Hospitals believe the Department of Health and Human Services (HHS) should exercise discretion in enforcing the rule, given the challenges facilities face due to COVID-19. Insurers, for their part, have argued that the rule will cost them vastly more than anticipated, require the sharing of trade secrets, and compel the disclosure of “staggering” volumes of data.
But key elected officials are not in a sympathetic mood. Bipartisan members of the House Committee on Energy & Commerce in mid-April urged the HHS to conduct vigorous oversight and enforce full compliance. They suggested the possibility of increasing the civil penalty amount and conducing regular hospital audits. Notably, the current penalty of $300 per day, or $109,500 annually, amounts to about 0.0033% of the average hospital’s net patient revenue of $334.5 million in 2018.

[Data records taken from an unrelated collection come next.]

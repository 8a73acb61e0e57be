//! Line-oriented script parser.
//!
//! Turns raw script text into an ordered queue of instruction blocks in three
//! deterministic passes:
//!
//! 1. Extract `BEGIN_FUNCTION name` … `END_FUNCTION` bodies into a mapping.
//! 2. Splice `INJECT_FUNCTION name` bodies in place (single pass, not recursive).
//! 3. Collate contiguous lines into blocks; `RUN_FUNCTION name` contributes the
//!    whole body as a standalone block.

use std::collections::{BTreeMap, VecDeque};

use thiserror::Error;
use tracing::{debug, warn};

use crate::core::types::Instruction;

pub const BEGIN_FUNCTION: &str = "BEGIN_FUNCTION";
pub const END_FUNCTION: &str = "END_FUNCTION";
pub const INJECT_FUNCTION: &str = "INJECT_FUNCTION";
pub const RUN_FUNCTION: &str = "RUN_FUNCTION";

/// Compile-time failures. Never retried.
#[derive(Debug, Clone, PartialEq, Eq, Error)]
pub enum ParseError {
    #[error("line {line}: unknown function `{name}`")]
    UnknownFunction { name: String, line: usize },
    #[error("line {line}: `{marker}` requires a function name")]
    MissingFunctionName { marker: &'static str, line: usize },
    #[error("line {line}: function `{name}` is never closed with `END_FUNCTION`")]
    UnterminatedFunction { name: String, line: usize },
    #[error("line {line}: `BEGIN_FUNCTION` inside function `{name}` (functions do not nest)")]
    NestedFunction { name: String, line: usize },
    #[error("line {line}: `END_FUNCTION` without a matching `BEGIN_FUNCTION`")]
    UnexpectedEndFunction { line: usize },
}

/// Parsed script: the instruction queue plus the registered function bodies.
#[derive(Debug, Clone, Default, PartialEq, Eq)]
pub struct Script {
    pub queue: VecDeque<Instruction>,
    pub functions: BTreeMap<String, String>,
}

/// A source line tagged with its 1-based position in the raw script.
///
/// Spliced function lines keep the number of the marker that pulled them in.
#[derive(Debug, Clone, Copy)]
struct SourceLine<'a> {
    number: usize,
    text: &'a str,
}

/// Parse raw script text into an instruction queue.
pub fn parse_script(raw: &str) -> Result<Script, ParseError> {
    let lines: Vec<SourceLine<'_>> = raw
        .lines()
        .enumerate()
        .map(|(idx, text)| SourceLine {
            number: idx + 1,
            text,
        })
        .collect();

    let (residual, functions) = extract_functions(&lines)?;
    let expanded = expand_inline(residual, &functions)?;
    let queue = collate(expanded, &functions)?;
    debug!(
        blocks = queue.len(),
        functions = functions.len(),
        "parsed script"
    );
    Ok(Script { queue, functions })
}

fn extract_functions<'a>(
    lines: &[SourceLine<'a>],
) -> Result<(Vec<SourceLine<'a>>, BTreeMap<String, String>), ParseError> {
    let mut residual = Vec::with_capacity(lines.len());
    let mut functions = BTreeMap::new();
    let mut iter = lines.iter();

    while let Some(line) = iter.next() {
        if is_comment(line.text) {
            continue;
        }
        match marker(line.text) {
            Some(BEGIN_FUNCTION) => {
                let name = function_name(line, BEGIN_FUNCTION)?;
                let mut body = Vec::new();
                let mut closed = false;
                for inner in iter.by_ref() {
                    if is_comment(inner.text) {
                        continue;
                    }
                    match marker(inner.text) {
                        Some(END_FUNCTION) => {
                            closed = true;
                            break;
                        }
                        Some(BEGIN_FUNCTION) => {
                            return Err(ParseError::NestedFunction {
                                name,
                                line: inner.number,
                            });
                        }
                        _ => body.push(inner.text.trim_end()),
                    }
                }
                if !closed {
                    return Err(ParseError::UnterminatedFunction {
                        name,
                        line: line.number,
                    });
                }
                if functions.insert(name.clone(), body.join("\n")).is_some() {
                    warn!(function = %name, line = line.number, "function redefined, keeping the last body");
                }
            }
            Some(END_FUNCTION) => {
                return Err(ParseError::UnexpectedEndFunction { line: line.number });
            }
            _ => residual.push(*line),
        }
    }

    Ok((residual, functions))
}

fn expand_inline<'a>(
    residual: Vec<SourceLine<'a>>,
    functions: &'a BTreeMap<String, String>,
) -> Result<Vec<SourceLine<'a>>, ParseError> {
    let mut expanded = Vec::with_capacity(residual.len());
    for line in residual {
        if marker(line.text) != Some(INJECT_FUNCTION) {
            expanded.push(line);
            continue;
        }
        let body = lookup(functions, &line, INJECT_FUNCTION)?;
        // Spliced lines go straight to the output so nested markers are not re-expanded.
        expanded.extend(non_blank_lines(body).map(|text| SourceLine {
            number: line.number,
            text,
        }));
    }
    Ok(expanded)
}

fn collate(
    lines: Vec<SourceLine<'_>>,
    functions: &BTreeMap<String, String>,
) -> Result<VecDeque<Instruction>, ParseError> {
    let mut queue = VecDeque::new();
    let mut block: Vec<&str> = Vec::new();

    for line in &lines {
        if marker(line.text) == Some(RUN_FUNCTION) {
            flush_block(&mut block, &mut queue);
            let body = lookup(functions, line, RUN_FUNCTION)?;
            let body_lines: Vec<&str> = non_blank_lines(body).collect();
            if !body_lines.is_empty() {
                queue.push_back(Instruction::new(body_lines.join("\n")));
            }
            continue;
        }
        if line.text.trim().is_empty() {
            continue;
        }
        block.push(line.text.trim_end());
    }
    flush_block(&mut block, &mut queue);

    Ok(queue)
}

fn flush_block(block: &mut Vec<&str>, queue: &mut VecDeque<Instruction>) {
    if block.is_empty() {
        return;
    }
    queue.push_back(Instruction::new(block.join("\n")));
    block.clear();
}

fn lookup<'f>(
    functions: &'f BTreeMap<String, String>,
    line: &SourceLine<'_>,
    marker: &'static str,
) -> Result<&'f str, ParseError> {
    let name = function_name(line, marker)?;
    functions
        .get(&name)
        .map(String::as_str)
        .ok_or(ParseError::UnknownFunction {
            name,
            line: line.number,
        })
}

fn non_blank_lines(body: &str) -> impl Iterator<Item = &str> {
    body.split('\n')
        .map(str::trim_end)
        .filter(|line| !line.trim().is_empty())
}

fn is_comment(line: &str) -> bool {
    let trimmed = line.trim_start();
    trimmed.starts_with("# ") || trimmed.trim_end() == "#"
}

/// Return the marker keyword when the first token of `line` is one.
fn marker(line: &str) -> Option<&'static str> {
    let first = line.split_whitespace().next()?;
    [BEGIN_FUNCTION, END_FUNCTION, INJECT_FUNCTION, RUN_FUNCTION]
        .into_iter()
        .find(|candidate| *candidate == first)
}

/// The function name is the last whitespace-delimited token of the marker line.
fn function_name(line: &SourceLine<'_>, marker: &'static str) -> Result<String, ParseError> {
    let mut tokens = line.text.split_whitespace();
    let _marker = tokens.next();
    tokens
        .last()
        .map(str::to_string)
        .ok_or(ParseError::MissingFunctionName {
            marker,
            line: line.number,
        })
}

#[cfg(test)]
mod tests {
    use super::*;

    fn blocks(script: &Script) -> Vec<&str> {
        script.queue.iter().map(Instruction::as_str).collect()
    }

    #[test]
    fn plain_lines_collate_into_one_block() {
        let script = parse_script("Go to google.com\n\nType 'rust' in the search box\nPress enter\n")
            .expect("parse");
        assert_eq!(
            blocks(&script),
            vec!["Go to google.com\nType 'rust' in the search box\nPress enter"]
        );
    }

    #[test]
    fn run_function_becomes_standalone_block() {
        let raw = "BEGIN_FUNCTION foo\nfoo one\nfoo two\nEND_FUNCTION\nline1\nRUN_FUNCTION foo\nline2";
        let script = parse_script(raw).expect("parse");
        assert_eq!(blocks(&script), vec!["line1", "foo one\nfoo two", "line2"]);
        assert_eq!(script.functions["foo"], "foo one\nfoo two");
    }

    #[test]
    fn inject_function_merges_with_surrounding_lines() {
        let raw = "BEGIN_FUNCTION login\nType user\nType password\nEND_FUNCTION\nGo to site\nINJECT_FUNCTION login\nClick submit";
        let script = parse_script(raw).expect("parse");
        assert_eq!(
            blocks(&script),
            vec!["Go to site\nType user\nType password\nClick submit"]
        );
    }

    #[test]
    fn inject_is_not_recursive() {
        let raw = "BEGIN_FUNCTION inner\nInner step\nEND_FUNCTION\nBEGIN_FUNCTION outer\nINJECT_FUNCTION inner\nOuter step\nEND_FUNCTION\nINJECT_FUNCTION outer";
        let script = parse_script(raw).expect("parse");
        assert_eq!(
            blocks(&script),
            vec!["INJECT_FUNCTION inner\nOuter step"]
        );
    }

    #[test]
    fn injected_run_marker_still_splits_blocks() {
        let raw = "BEGIN_FUNCTION a\nA body\nEND_FUNCTION\nBEGIN_FUNCTION b\nbefore\nRUN_FUNCTION a\nEND_FUNCTION\nstart\nINJECT_FUNCTION b\nend";
        let script = parse_script(raw).expect("parse");
        assert_eq!(blocks(&script), vec!["start\nbefore", "A body", "end"]);
    }

    #[test]
    fn comments_are_dropped_everywhere() {
        let raw = "# header\nBEGIN_FUNCTION f\n# inside\nbody\nEND_FUNCTION\nstep\n#\nRUN_FUNCTION f";
        let script = parse_script(raw).expect("parse");
        assert_eq!(blocks(&script), vec!["step", "body"]);
    }

    #[test]
    fn function_name_is_last_token() {
        let raw = "BEGIN_FUNCTION the search\nSearch\nEND_FUNCTION\nRUN_FUNCTION please run search";
        let script = parse_script(raw).expect("parse");
        assert!(script.functions.contains_key("search"));
        assert_eq!(blocks(&script), vec!["Search"]);
    }

    #[test]
    fn unknown_inline_function_reports_line() {
        let err = parse_script("step\nINJECT_FUNCTION missing").unwrap_err();
        assert_eq!(
            err,
            ParseError::UnknownFunction {
                name: "missing".to_string(),
                line: 2,
            }
        );
    }

    #[test]
    fn unknown_run_function_reports_line() {
        let err = parse_script("a\nb\nRUN_FUNCTION nope").unwrap_err();
        assert!(matches!(err, ParseError::UnknownFunction { line: 3, .. }));
    }

    #[test]
    fn malformed_markers_are_errors() {
        assert!(matches!(
            parse_script("BEGIN_FUNCTION f\nbody").unwrap_err(),
            ParseError::UnterminatedFunction { line: 1, .. }
        ));
        assert!(matches!(
            parse_script("step\nEND_FUNCTION").unwrap_err(),
            ParseError::UnexpectedEndFunction { line: 2 }
        ));
        assert!(matches!(
            parse_script("BEGIN_FUNCTION\nEND_FUNCTION").unwrap_err(),
            ParseError::MissingFunctionName { line: 1, .. }
        ));
        assert!(matches!(
            parse_script("BEGIN_FUNCTION a\nBEGIN_FUNCTION b\nEND_FUNCTION").unwrap_err(),
            ParseError::NestedFunction { line: 2, .. }
        ));
    }

    #[test]
    fn empty_run_body_produces_no_block() {
        let raw = "BEGIN_FUNCTION empty\n\nEND_FUNCTION\nfirst\nRUN_FUNCTION empty\nsecond";
        let script = parse_script(raw).expect("parse");
        assert_eq!(blocks(&script), vec!["first", "second"]);
    }

    #[test]
    fn parsing_expanded_output_is_idempotent() {
        let raw = "Open the page\n\nScroll down\nClick the first link\n";
        let first = parse_script(raw).expect("parse");
        let rejoined: Vec<&str> = blocks(&first);
        let second = parse_script(&rejoined.join("\n")).expect("reparse");
        assert_eq!(first.queue, second.queue);
    }

    #[test]
    fn blank_script_yields_empty_queue() {
        let script = parse_script("\n  \n# only a comment\n").expect("parse");
        assert!(script.queue.is_empty());
    }
}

A vital tool for purchasers
The price transparency rule was primarily envisioned as a tool to help consumers make better purchasing decisions. But it will likely prove most valuable to health care purchasers and employers, assuming standardized, accurate pricing data eventually is available nationwide.
That’s because the lack of visibility into pricing historically has been a source of enormous frustration for employers. Without pricing or care quality information, purchasers are effectively flying blind when it comes to decisions about employee health benefits. This knowledge vacuum has been exacerbated by gag clauses and other tactics some providers have used to prevent payers from sharing price or quality information with purchasers.
Equipped with payer-specific discounts and the other details required by the rule, purchasers should be able to determine:
- How their contracted hospitals compare on price with other hospitals, both overall and on an item-specific basis
- Whether payers are charging self-insured employers more than fully insured customers
- Whether their third-party administrator (TPA) is securing the best available deal
Greater hospital transparency could also contribute to improved health plan and pharmacy benefit management pricing visibility.
A multi-pronged approach
As important as price transparency is, it represents only one tool for addressing the enormous problem of over-priced, variable-quality health care. New payment models that align Medicare and Medicaid with private sector purchasers are necessary to ensure that efficiency and quality are consistently prioritized across the system.
And while well-functioning markets continue to represent the best way to get lower prices and higher quality, policymakers need to revise marketplace rules to ensure that drug manufacturers, hospitals and physicians don’t use anti-competitive practices to gain market power and raise prices.
Finally, protecting patients from surprise medical billing must be a key priority. Certain physician groups, often backed by private equity firms, can’t be allowed to exploit their monopoly positions to extract high prices from health plans and self-insured employers.